Monica D. Jackson is an SSA Administrative Law Judge at the Birmingham Hearing Office, maintaining a 54% lifetime approval rate over 15,876 lifetime decisions. This sits below the national average of 58%, though your specific outcome depends on the evidence in your file. Because SSA assigns cases randomly, your specific judge matters. Aggregate rates describe past decisions, not predictions for individual hearings. An attorney can help you prepare for the specific requirements of this judge's bench.
This page presents publicly available SSA Office of Hearings Operations disposition data, with no editorial rating or evaluation. ALJs are independent decisionmakers; aggregate statistics describe past patterns, not predictions of how any individual case will be decided. Information here is provided for hearing preparation, not as legal advice.
Approval rates
Comparing a judge's approval rate to broader benchmarks helps provide context for your upcoming hearing. Judge Jackson currently holds a 54% approval rate, which is 2 points higher than the Birmingham office average but 4 points below the national average.
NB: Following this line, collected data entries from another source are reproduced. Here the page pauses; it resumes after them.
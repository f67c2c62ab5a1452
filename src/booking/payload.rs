//! Mapping from page state to the booking-creation request.

use rust_decimal::Decimal;
use serde::Serialize;

use super::dates::{combine_date_time, normalize_date, DateError};
use super::draft::BookingDraft;
use super::form::RenterForm;
use crate::models::{Id, LocationReference};

/// Fixed country sent with every booking
pub const COUNTRY_REGION: &str = "United Arab Emirates";

/// Body of `POST /api/booking/create/`
#[derive(Debug, Clone, PartialEq, Serialize)]
pub struct BookingRequest {
    pub vehicle: Id,
    pub first_name: String,
    pub last_name: String,
    pub date_of_birth: String,
    pub nationality: String,
    pub phone_number: String,
    pub email_address: String,
    pub address: String,
    pub country_region: String,
    pub driving_license_number: String,
    pub driving_license_expiry_on: String,
    pub driving_license_issuer: String,
    pub start_date: String,
    pub end_date: String,
    pub pickup_location: LocationReference,
    pub dropoff_location: LocationReference,
    #[serde(with = "rust_decimal::serde::float")]
    pub total_amount: Decimal,
    pub selected_accessories: Vec<String>,
}

/// Payload construction failures
#[derive(Debug, Clone, PartialEq, Eq, thiserror::Error)]
pub enum BookingError {
    #[error("invalid {field}: {source}")]
    InvalidDate {
        field: &'static str,
        source: DateError,
    },
}

impl BookingError {
    /// Form field the error belongs to
    pub fn field(&self) -> &'static str {
        match self {
            BookingError::InvalidDate { field, .. } => *field,
        }
    }
}

fn date_field(field: &'static str, value: &str) -> Result<String, BookingError> {
    normalize_date(value).map_err(|source| BookingError::InvalidDate { field, source })
}

fn text(value: &str) -> String {
    value.trim().to_string()
}

fn timestamp_field(field: &'static str, date: &str, time: &str) -> Result<String, BookingError> {
    combine_date_time(date, time).map_err(|source| BookingError::InvalidDate { field, source })
}

/// Build the request body. Text fields are sent as typed (trimmed); dates
/// are normalized to ISO and any malformed date fails the whole build.
pub fn build_payload(form: &RenterForm, draft: &BookingDraft) -> Result<BookingRequest, BookingError> {
    Ok(BookingRequest {
        vehicle: draft.vehicle.id.clone(),
        first_name: text(&form.first_name),
        last_name: text(&form.last_name),
        date_of_birth: date_field("dob", &form.dob)?,
        nationality: text(&form.nationality),
        phone_number: text(&form.phone),
        email_address: text(&form.email),
        address: text(&form.address),
        country_region: COUNTRY_REGION.to_string(),
        driving_license_number: text(&form.license_number),
        driving_license_expiry_on: date_field("license_expiry", &form.license_expiry)?,
        driving_license_issuer: text(&form.license_issuer),
        start_date: timestamp_field("pickup_date", &draft.window.pickup_date, &draft.window.pickup_time)?,
        end_date: timestamp_field("return_date", &draft.window.return_date, &draft.window.return_time)?,
        pickup_location: draft.pickup_location.reference(),
        dropoff_location: draft.return_location.reference(),
        total_amount: draft.total_price,
        selected_accessories: draft.selected_accessories.iter().cloned().collect(),
    })
}
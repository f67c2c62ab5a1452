//! Vehicle detail page with accessory selection

use askama::Template;
use axum::{
    extract::{Path, State},
    http::StatusCode,
    response::{Html, IntoResponse, Response},
};
use axum_extra::extract::Query;
use tracing::warn;

use super::{notice, ContextFields, VehicleView};
use crate::booking::format_money;
use crate::booking::pricing::price_breakdown;
use crate::booking::requests::VehicleQuery;
use crate::booking::services::{load_catalog, load_vehicle, resolve_location};
use crate::error::Result;
use crate::models::{Accessory, LocationKind};
use crate::AppState;

/// Checkbox row in the accessory list
#[derive(Debug, Clone)]
pub(crate) struct AccessoryOption {
    pub id: String,
    pub name: String,
    pub price: String,
    pub per_day: bool,
    pub checked: bool,
}

impl AccessoryOption {
    pub fn new(accessory: &Accessory, checked: bool, currency: &str) -> Self {
        Self {
            id: accessory.id.clone(),
            name: accessory.name.clone(),
            price: accessory
                .price
                .map(|price| format_money(price, currency))
                .unwrap_or_else(|| "—".to_string()),
            per_day: accessory.per_day,
            checked,
        }
    }
}

#[derive(Template)]
#[template(path = "vehicle.html")]
struct VehicleTemplate {
    vehicle: VehicleView,
    context: ContextFields,
    pickup_label: String,
    return_label: String,
    pickup_when: String,
    return_when: String,
    accessories: Vec<AccessoryOption>,
    base_total: String,
    accessories_total: String,
    total: String,
}

/// Vehicle detail page. Submitting the accessory form back here
/// recomputes the total.
pub async fn details(
    State(state): State<AppState>,
    Path(key): Path<String>,
    Query(query): Query<VehicleQuery>,
) -> Result<Response> {
    let vehicle = match load_vehicle(&state, &key).await {
        Ok(vehicle) => vehicle,
        Err(e) => {
            warn!("Vehicle {} not found: {}", key, e);
            return notice(StatusCode::NOT_FOUND, "Vehicle not found", "Vehicle not found");
        }
    };

    let pickup_raw = query.pickup_location();
    let return_raw = query.return_location();
    let (catalog, pickup, dropoff) = tokio::join!(
        load_catalog(&state, &key),
        resolve_location(&state, LocationKind::Pickup, &pickup_raw),
        resolve_location(&state, LocationKind::Return, &return_raw),
    );

    let selected = query.selected();
    let window = query.window();
    let breakdown = price_breakdown(vehicle.effective_base_price(), &selected, &catalog);
    let currency = state.config.currency.as_str();

    let template = VehicleTemplate {
        vehicle: VehicleView::new(&vehicle, currency),
        context: ContextFields::new(pickup.form_value(), dropoff.form_value(), &window),
        pickup_label: pickup.display(),
        return_label: dropoff.display(),
        pickup_when: window.pickup_display(),
        return_when: window.return_display(),
        accessories: catalog
            .iter()
            .map(|accessory| AccessoryOption::new(accessory, selected.contains(&accessory.id), currency))
            .collect(),
        base_total: format_money(breakdown.base, currency),
        accessories_total: format_money(breakdown.accessories, currency),
        total: format_money(breakdown.total, currency),
    };

    Ok(Html(template.render()?).into_response())
}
These figures are derived from 15,876 lifetime decisions. Aggregate rates describe past decisions, not predictions for your individual hearing.
Office- and national-level breakdowns of fully favorable vs denial rates aren't currently published by SSA in the per-office disposition data. The judge's own breakdown is the detail we have today.
Approval rate over time
Year-over-year approval rate across Judge Jackson's docket. Annual rates fluctuate with the mix of cases SSA assigns; the longer-run pattern is more informative than any single year.
Decision pattern
Over a 10-year tenure, Judge Jackson has maintained a steady decision pattern. While yearly approval rates have fluctuated, the most recent data shows a rate of 57% in 2025. This latest period reflects a continuation of a consistent, long-term approach to case evaluation. The data indicates that the judge's decision-making process has remained stable despite changes in the volume of cases handled annually.
Preparing for an SSDI hearing
The guidance below applies to any SSDI hearing, not specifically to Judge Jackson's bench. Judge-specific preparation guidance requires a corpus of public Appeals Council decisions involving each judge, which we haven't built yet.
- Bring a clean treating-physician record. Longitudinal primary-care or specialist notes spanning the disability period, with consistent symptom documentation, are typically the strongest evidence at hearing. A single month's records usually aren't enough.
- Don't rely on consultative exams alone. If your medical evidence is built primarily around a one-time CE finding, expect detailed questioning. Supplement with treating-source statements where possible.
- Prepare for daily-activity questions. Have honest, specific answers about a typical day. Answers that conflict with the medical record (in either direction) tend to hurt credibility.
- Expect transferable-skills probing. A vocational expert will usually testify about jobs available to someone with your limitations. Your representative should be prepared to cross-examine.
Hearing with Judge Jackson? Free, confidential — see if you qualify for SSDI.
Free Benefits ReviewAbout the Birmingham hearing office
The Birmingham Hearing Office serves you and other claimants across Alabama, managing a high volume of disability cases. The office currently maintains an approval rate of 52%, reflecting the complex nature of the claims processed in this region. You can expect a professional environment where medical documentation and vocational testimony are prioritized during your hearing process.
Other judges at this hearing office
The Social Security Administration utilizes a workload-balancing algorithm to assign cases, meaning the judge you are assigned is essentially random. Within the Birmingham Hearing Office, lifetime approval rates among the 6 ALJs range from 38% to 77%. This variance highlights why focusing on the strength of your medical evidence is critical regardless of who presides over your hearing.